Abstract Parathyroid hormone related peptide (PTHrP) is a paracrine factor produced by osteoblast lineage cells, which has a role in the regulation of bone remodeling and fracture repair. Early preclinical and clinical studies indicated that exogenous administration of PTHrP could have anabolic activity on the skeleton similar to that seen with exogenous PTH, but had potent vasodilatory effects which limited its clinical utility. Abaloparatide (Abalo) is a synthetic PTHrP(1-34) analog with 70% homology to PTHrP and 40% homology with Parathyroid hormone (PTH). Like PTH and PTHrP, Abalo interacts with the PTH1 receptor, however Abalo has higher affinity for the RG subtype of the Receptor and lower affinity for the R0 conformation (vs. PTH), resulting in relatively greater stimulation of bone formation and lesser bone resorption in preclinical models.

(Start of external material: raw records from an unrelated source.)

pub mod error;
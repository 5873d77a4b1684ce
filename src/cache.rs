pub mod clock;
pub use clock::{Clock, ManualClock, SystemClock};
pub mod role_cache;
pub use role_cache::RoleCache;
pub mod session_cache;
pub use session_cache::{MemoryStorage, SessionCache, SessionStorage};
pub mod single_flight;
pub use single_flight::{Join, SingleFlight};
pub mod ttl;
pub use ttl::TtlCache;
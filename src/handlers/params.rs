// src/handlers/params.rs

use serde_json::Value;
use std::collections::HashMap;

use crate::{
    common::error::{AppError, AppResult},
    db::{Filter, Sort},
};

/// Parâmetros de listagem vindos da query string:
/// `?sort=-created_at&limit=20&status=received&unit_id=...`.
/// Tudo que não é `sort` nem `limit` vira critério de igualdade.
#[derive(Debug, Clone, Default)]
pub struct ListParams {
    pub sort: Sort,
    pub limit: Option<usize>,
    pub criteria: Vec<Filter>,
}

impl ListParams {
    pub fn from_query(mut raw: HashMap<String, String>) -> AppResult<Self> {
        let sort = raw
            .remove("sort")
            .filter(|s| !s.trim().is_empty())
            .map(|s| Sort::parse(s.trim()))
            .unwrap_or_default();

        let limit = match raw.remove("limit") {
            Some(value) => Some(value.trim().parse::<usize>().map_err(|_| {
                AppError::Validation(format!("Parâmetro 'limit' inválido: '{}'", value))
            })?),
            None => None,
        };

        let mut criteria: Vec<Filter> = raw
            .into_iter()
            .map(|(field, value)| Filter::Eq(field, criterion_value(&value)))
            .collect();
        // Ordem estável, independente do HashMap.
        criteria.sort_by(|a, b| a.field().cmp(b.field()));

        Ok(Self { sort, limit, criteria })
    }
}

fn criterion_value(raw: &str) -> Value {
    match raw {
        "true" => Value::Bool(true),
        "false" => Value::Bool(false),
        "null" => Value::Null,
        other => Value::String(other.to_string()),
    }
}

#[cfg(test)]
mod tests {
    use super::*;

    #[test]
    fn splits_sort_limit_and_criteria() {
        let raw = HashMap::from([
            ("sort".to_string(), "-received_at".to_string()),
            ("limit".to_string(), "5".to_string()),
            ("status".to_string(), "received".to_string()),
            ("active".to_string(), "true".to_string()),
        ]);
        let params = ListParams::from_query(raw).unwrap();

        assert_eq!(params.sort, Sort::parse("-received_at"));
        assert_eq!(params.limit, Some(5));
        assert_eq!(
            params.criteria,
            vec![
                Filter::Eq("active".into(), Value::Bool(true)),
                Filter::Eq("status".into(), Value::String("received".into())),
            ]
        );
    }

    #[test]
    fn rejects_bad_limit() {
        let raw = HashMap::from([("limit".to_string(), "dez".to_string())]);
        assert!(matches!(ListParams::from_query(raw), Err(AppError::Validation(_))));
    }
}
// src/models/context.rs

use serde::{Deserialize, Serialize};
use serde_json::{json, Value};
use uuid::Uuid;

use crate::{
    common::error::{AppError, AppResult},
    db::Row,
    models::role::{Capability, Role},
};

/// Registros que pertencem a um condomínio (direta ou transitivamente).
pub trait TenantScoped {
    fn tenant_id(&self) -> Option<Uuid>;
}

/// Entradas de escrita que carregam o condomínio de destino.
pub trait TenantStamped {
    fn tenant_id(&self) -> Option<Uuid>;
    fn set_tenant_id(&mut self, tenant_id: Uuid);
}

impl TenantStamped for Row {
    fn tenant_id(&self) -> Option<Uuid> {
        self.get("tenant_id")
            .and_then(Value::as_str)
            .and_then(|s| Uuid::parse_str(s).ok())
    }

    fn set_tenant_id(&mut self, tenant_id: Uuid) {
        self.insert("tenant_id".into(), json!(tenant_id));
    }
}

/// O contexto de condomínio de uma requisição: quem é o usuário, em qual
/// condomínio opera e se é admin global. Todas as operações de dados são
/// escopadas por ele.
#[derive(Debug, Clone, PartialEq, Eq, Serialize, Deserialize)]
pub struct TenantContext {
    pub user_id: Uuid,
    pub tenant_id: Option<Uuid>,
    pub role: Role,
    pub is_global_admin: bool,
}

impl TenantContext {
    pub fn global_admin(user_id: Uuid) -> Self {
        Self {
            user_id,
            tenant_id: None,
            role: Role::GlobalAdmin,
            is_global_admin: true,
        }
    }

    /// Contexto escopado. Não existe contexto não-global sem condomínio.
    pub fn scoped(user_id: Uuid, tenant_id: Uuid, role: Role) -> Self {
        Self {
            user_id,
            tenant_id: Some(tenant_id),
            role,
            is_global_admin: role.is_global(),
        }
    }

    /// Admin global escolhendo o condomínio alvo (cabeçalho `x-tenant-id`).
    /// Para os demais o alvo precisa ser o próprio condomínio.
    pub fn with_target(mut self, target: Option<Uuid>) -> AppResult<Self> {
        let Some(target) = target else {
            return Ok(self);
        };
        self.require_tenant(target)?;
        self.tenant_id = Some(target);
        Ok(self)
    }

    /// O condomínio do contexto escopado.
    pub fn bound_tenant(&self) -> AppResult<Uuid> {
        self.tenant_id.ok_or(AppError::NoTenantBound)
    }

    /// Admin global passa sempre; os demais só acessam o próprio condomínio.
    pub fn require_tenant(&self, target_tenant_id: Uuid) -> AppResult<()> {
        if self.is_global_admin {
            return Ok(());
        }
        match self.tenant_id {
            Some(own) if own == target_tenant_id => Ok(()),
            Some(_) => Err(AppError::CrossTenantAccess),
            None => Err(AppError::NoTenantBound),
        }
    }

    /// Prepara um registro para inserção.
    ///
    /// Admin global precisa ter informado o condomínio, no registro ou
    /// como alvo do contexto; registro e alvo divergentes são recusados.
    /// Para os demais o `tenant_id` do contexto sobrescreve qualquer valor
    /// vindo do cliente.
    pub fn scope_for_insert<T: TenantStamped>(&self, mut record: T) -> AppResult<T> {
        if self.is_global_admin {
            let target = match (record.tenant_id(), self.tenant_id) {
                (Some(own), Some(target)) if own != target => {
                    return Err(AppError::CrossTenantAccess);
                }
                (own, target) => own.or(target),
            };
            return match target {
                Some(tenant_id) => {
                    record.set_tenant_id(tenant_id);
                    Ok(record)
                }
                None => Err(AppError::MissingTenant),
            };
        }
        record.set_tenant_id(self.bound_tenant()?);
        Ok(record)
    }

    /// Filtro de aplicação, além de qualquer política do banco.
    pub fn scope_filter<T: TenantScoped>(&self, records: Vec<T>) -> Vec<T> {
        if self.is_global_admin {
            return records;
        }
        records
            .into_iter()
            .filter(|r| self.owns(r.tenant_id()))
            .collect()
    }

    /// Igual a `scope_filter`, para linhas cruas com campo de condomínio
    /// configurável.
    pub fn scope_filter_rows(&self, rows: Vec<Row>, tenant_field: &str) -> Vec<Row> {
        if self.is_global_admin {
            return rows;
        }
        rows.into_iter()
            .filter(|row| {
                let tenant = row
                    .get(tenant_field)
                    .and_then(Value::as_str)
                    .and_then(|s| Uuid::parse_str(s).ok());
                self.owns(tenant)
            })
            .collect()
    }

    /// O registro é visível neste contexto?
    pub fn owns(&self, tenant_id: Option<Uuid>) -> bool {
        self.is_global_admin || (tenant_id.is_some() && tenant_id == self.tenant_id)
    }

    pub fn can(&self, capability: Capability) -> bool {
        self.role.can(capability)
    }

    pub fn require(&self, capability: Capability) -> AppResult<()> {
        if self.can(capability) {
            Ok(())
        } else {
            Err(AppError::Forbidden)
        }
    }

    /// O condomínio para leituras: `None` significa "todos" (admin global
    /// sem alvo).
    pub fn read_scope(&self) -> AppResult<Option<Uuid>> {
        if self.is_global_admin {
            Ok(self.tenant_id)
        } else {
            self.bound_tenant().map(Some)
        }
    }
}

#[cfg(test)]
mod tests {
    use super::*;

    struct Item(Option<Uuid>);

    impl TenantScoped for Item {
        fn tenant_id(&self) -> Option<Uuid> {
            self.0
        }
    }

    #[test]
    fn require_tenant_rules() {
        let t1 = Uuid::new_v4();
        let t2 = Uuid::new_v4();
        let ctx = TenantContext::scoped(Uuid::new_v4(), t1, Role::Gatekeeper);

        assert!(ctx.require_tenant(t1).is_ok());
        assert!(matches!(ctx.require_tenant(t2), Err(AppError::CrossTenantAccess)));
        assert!(TenantContext::global_admin(Uuid::new_v4()).require_tenant(t2).is_ok());
    }

    #[test]
    fn records_without_tenant_are_hidden_from_scoped_contexts() {
        let t1 = Uuid::new_v4();
        let ctx = TenantContext::scoped(Uuid::new_v4(), t1, Role::Resident);
        let kept = ctx.scope_filter(vec![Item(None), Item(Some(t1))]);
        assert_eq!(kept.len(), 1);
    }

    #[test]
    fn scope_for_insert_on_rows() {
        let t1 = Uuid::new_v4();
        let ctx = TenantContext::scoped(Uuid::new_v4(), t1, Role::TenantAdmin);

        let mut row = Row::new();
        row.insert("tenant_id".into(), json!(Uuid::new_v4()));
        let row = ctx.scope_for_insert(row).unwrap();
        assert_eq!(TenantStamped::tenant_id(&row), Some(t1));

        let admin = TenantContext::global_admin(Uuid::new_v4());
        assert!(matches!(admin.scope_for_insert(Row::new()), Err(AppError::MissingTenant)));
    }

    #[test]
    fn global_admin_target() {
        let t1 = Uuid::new_v4();
        let admin = TenantContext::global_admin(Uuid::new_v4()).with_target(Some(t1)).unwrap();
        let row = admin.scope_for_insert(Row::new()).unwrap();
        assert_eq!(TenantStamped::tenant_id(&row), Some(t1));
        assert_eq!(admin.read_scope().unwrap(), Some(t1));

        // Registro apontando para outro condomínio que não o alvo.
        let mut row = Row::new();
        row.insert("tenant_id".into(), json!(Uuid::new_v4()));
        assert!(matches!(admin.scope_for_insert(row), Err(AppError::CrossTenantAccess)));

        let scoped = TenantContext::scoped(Uuid::new_v4(), t1, Role::TenantAdmin);
        assert!(matches!(
            scoped.with_target(Some(Uuid::new_v4())),
            Err(AppError::CrossTenantAccess)
        ));
    }

    #[test]
    fn capability_check() {
        let ctx = TenantContext::scoped(Uuid::new_v4(), Uuid::new_v4(), Role::Resident);
        assert!(ctx.require(Capability::RaiseSos).is_ok());
        assert!(matches!(ctx.require(Capability::LogPackages), Err(AppError::Forbidden)));
    }
}
// src/models/poll.rs

use chrono::{DateTime, Utc};
use serde::{Deserialize, Serialize};
use std::collections::HashMap;
use uuid::Uuid;
use validator::Validate;

use crate::models::context::{TenantScoped, TenantStamped};

#[derive(Debug, Clone, PartialEq, Serialize, Deserialize)]
pub struct PollRow {
    pub id: Uuid,
    pub tenant_id: Uuid,
    #[serde(default)]
    pub author_id: Option<Uuid>,
    pub question: String,
    #[serde(default)]
    pub description: Option<String>,
    #[serde(default)]
    pub opens_at: Option<DateTime<Utc>>,
    #[serde(default)]
    pub closes_at: Option<DateTime<Utc>>,
    pub created_at: Option<DateTime<Utc>>,
}

impl PollRow {
    pub fn is_open_at(&self, now: DateTime<Utc>) -> bool {
        self.opens_at.is_none_or(|at| at <= now) && self.closes_at.is_none_or(|at| at > now)
    }
}

#[derive(Debug, Clone, PartialEq, Serialize, Deserialize)]
pub struct PollOption {
    pub id: Uuid,
    pub poll_id: Uuid,
    pub text: String,
    #[serde(default)]
    pub position: i32,
}

#[derive(Debug, Clone, PartialEq, Serialize, Deserialize)]
pub struct PollVote {
    pub id: Uuid,
    pub poll_id: Uuid,
    pub option_id: Uuid,
    pub user_id: Uuid,
    pub created_at: Option<DateTime<Utc>>,
}

#[derive(Debug, Clone, PartialEq, Serialize, Deserialize)]
pub struct OptionTally {
    pub id: Uuid,
    pub text: String,
    pub votes: usize,
}

/// Enquete com opções e apuração.
#[derive(Debug, Clone, PartialEq, Serialize, Deserialize)]
pub struct PollRecord {
    pub id: Uuid,
    pub tenant_id: Uuid,
    pub author_id: Option<Uuid>,
    pub question: String,
    pub description: Option<String>,
    pub opens_at: Option<DateTime<Utc>>,
    pub closes_at: Option<DateTime<Utc>>,
    pub created_at: Option<DateTime<Utc>>,
    pub is_open: bool,
    pub options: Vec<OptionTally>,
    pub total_votes: usize,
    /// A opção escolhida por quem consulta, se já votou.
    pub my_vote: Option<Uuid>,
}

impl PollRecord {
    pub fn assemble(
        poll: PollRow,
        mut options: Vec<PollOption>,
        votes: &[PollVote],
        viewer: Uuid,
        now: DateTime<Utc>,
    ) -> Self {
        let mut counts: HashMap<Uuid, usize> = HashMap::new();
        for vote in votes.iter().filter(|v| v.poll_id == poll.id) {
            *counts.entry(vote.option_id).or_default() += 1;
        }

        options.sort_by_key(|o| o.position);
        let options: Vec<OptionTally> = options
            .into_iter()
            .filter(|o| o.poll_id == poll.id)
            .map(|o| OptionTally {
                votes: counts.get(&o.id).copied().unwrap_or(0),
                id: o.id,
                text: o.text,
            })
            .collect();

        let my_vote = votes
            .iter()
            .find(|v| v.poll_id == poll.id && v.user_id == viewer)
            .map(|v| v.option_id);

        Self {
            is_open: poll.is_open_at(now),
            total_votes: options.iter().map(|o| o.votes).sum(),
            options,
            my_vote,
            id: poll.id,
            tenant_id: poll.tenant_id,
            author_id: poll.author_id,
            question: poll.question,
            description: poll.description,
            opens_at: poll.opens_at,
            closes_at: poll.closes_at,
            created_at: poll.created_at,
        }
    }
}

impl TenantScoped for PollRecord {
    fn tenant_id(&self) -> Option<Uuid> {
        Some(self.tenant_id)
    }
}

#[derive(Debug, Clone, Default, Serialize, Deserialize, Validate)]
pub struct NewPoll {
    #[serde(default)]
    pub tenant_id: Option<Uuid>,
    #[validate(length(min = 1, message = "A pergunta é obrigatória."))]
    pub question: String,
    #[serde(default)]
    pub description: Option<String>,
    #[validate(length(min = 2, message = "A enquete precisa de ao menos duas opções."))]
    pub options: Vec<String>,
    #[serde(default)]
    pub opens_at: Option<DateTime<Utc>>,
    #[serde(default)]
    pub closes_at: Option<DateTime<Utc>>,
}

impl TenantStamped for NewPoll {
    fn tenant_id(&self) -> Option<Uuid> {
        self.tenant_id
    }

    fn set_tenant_id(&mut self, tenant_id: Uuid) {
        self.tenant_id = Some(tenant_id);
    }
}

#[derive(Debug, Clone, Serialize)]
pub struct PollInsert {
    pub tenant_id: Uuid,
    pub author_id: Uuid,
    pub question: String,
    pub description: Option<String>,
    pub opens_at: Option<DateTime<Utc>>,
    pub closes_at: Option<DateTime<Utc>>,
}

#[derive(Debug, Clone, Serialize)]
pub struct PollOptionInsert {
    pub poll_id: Uuid,
    pub text: String,
    pub position: i32,
}

#[derive(Debug, Clone, Serialize)]
pub struct PollVoteInsert {
    pub poll_id: Uuid,
    pub option_id: Uuid,
    pub user_id: Uuid,
}

#[derive(Debug, Clone, Default, Serialize, Deserialize)]
pub struct PollPatch {
    #[serde(default, skip_serializing_if = "Option::is_none")]
    pub question: Option<String>,
    #[serde(default, skip_serializing_if = "Option::is_none")]
    pub description: Option<String>,
    #[serde(default, skip_serializing_if = "Option::is_none")]
    pub opens_at: Option<DateTime<Utc>>,
    #[serde(default, skip_serializing_if = "Option::is_none")]
    pub closes_at: Option<DateTime<Utc>>,
}

#[derive(Debug, Clone, Serialize, Deserialize)]
pub struct CastVote {
    pub option_id: Uuid,
}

Short-term clinical studies confirmed that Abalo had potent dose dependent anabolic activity with increases in BMD at the higher doses that were equal to or larger than that seen with PTH. In the Abalo Pivotal Trial, 2463 postmenopausal women with osteoporosis were randomized to blinded daily subcutaneous Abalo vs. placebo or open label PTH1-34. At 18 months, spine BMD had increased similarly with Abalo and TPTD, however, hip BMD increments were faster and significantly larger with Abalo. Consistent with the BMD effects, over 18 months, Abalo reduced vertebral fracture incidence by 86% and nonvertebral fracture incidence by 43%. The fracture risk reductions were sustained after both groups transitioned to antiresorptive medication. Abalo is a potent anabolic agent for treatment of osteoporosis and can be considered as initial therapy in patients at high risk for fracture.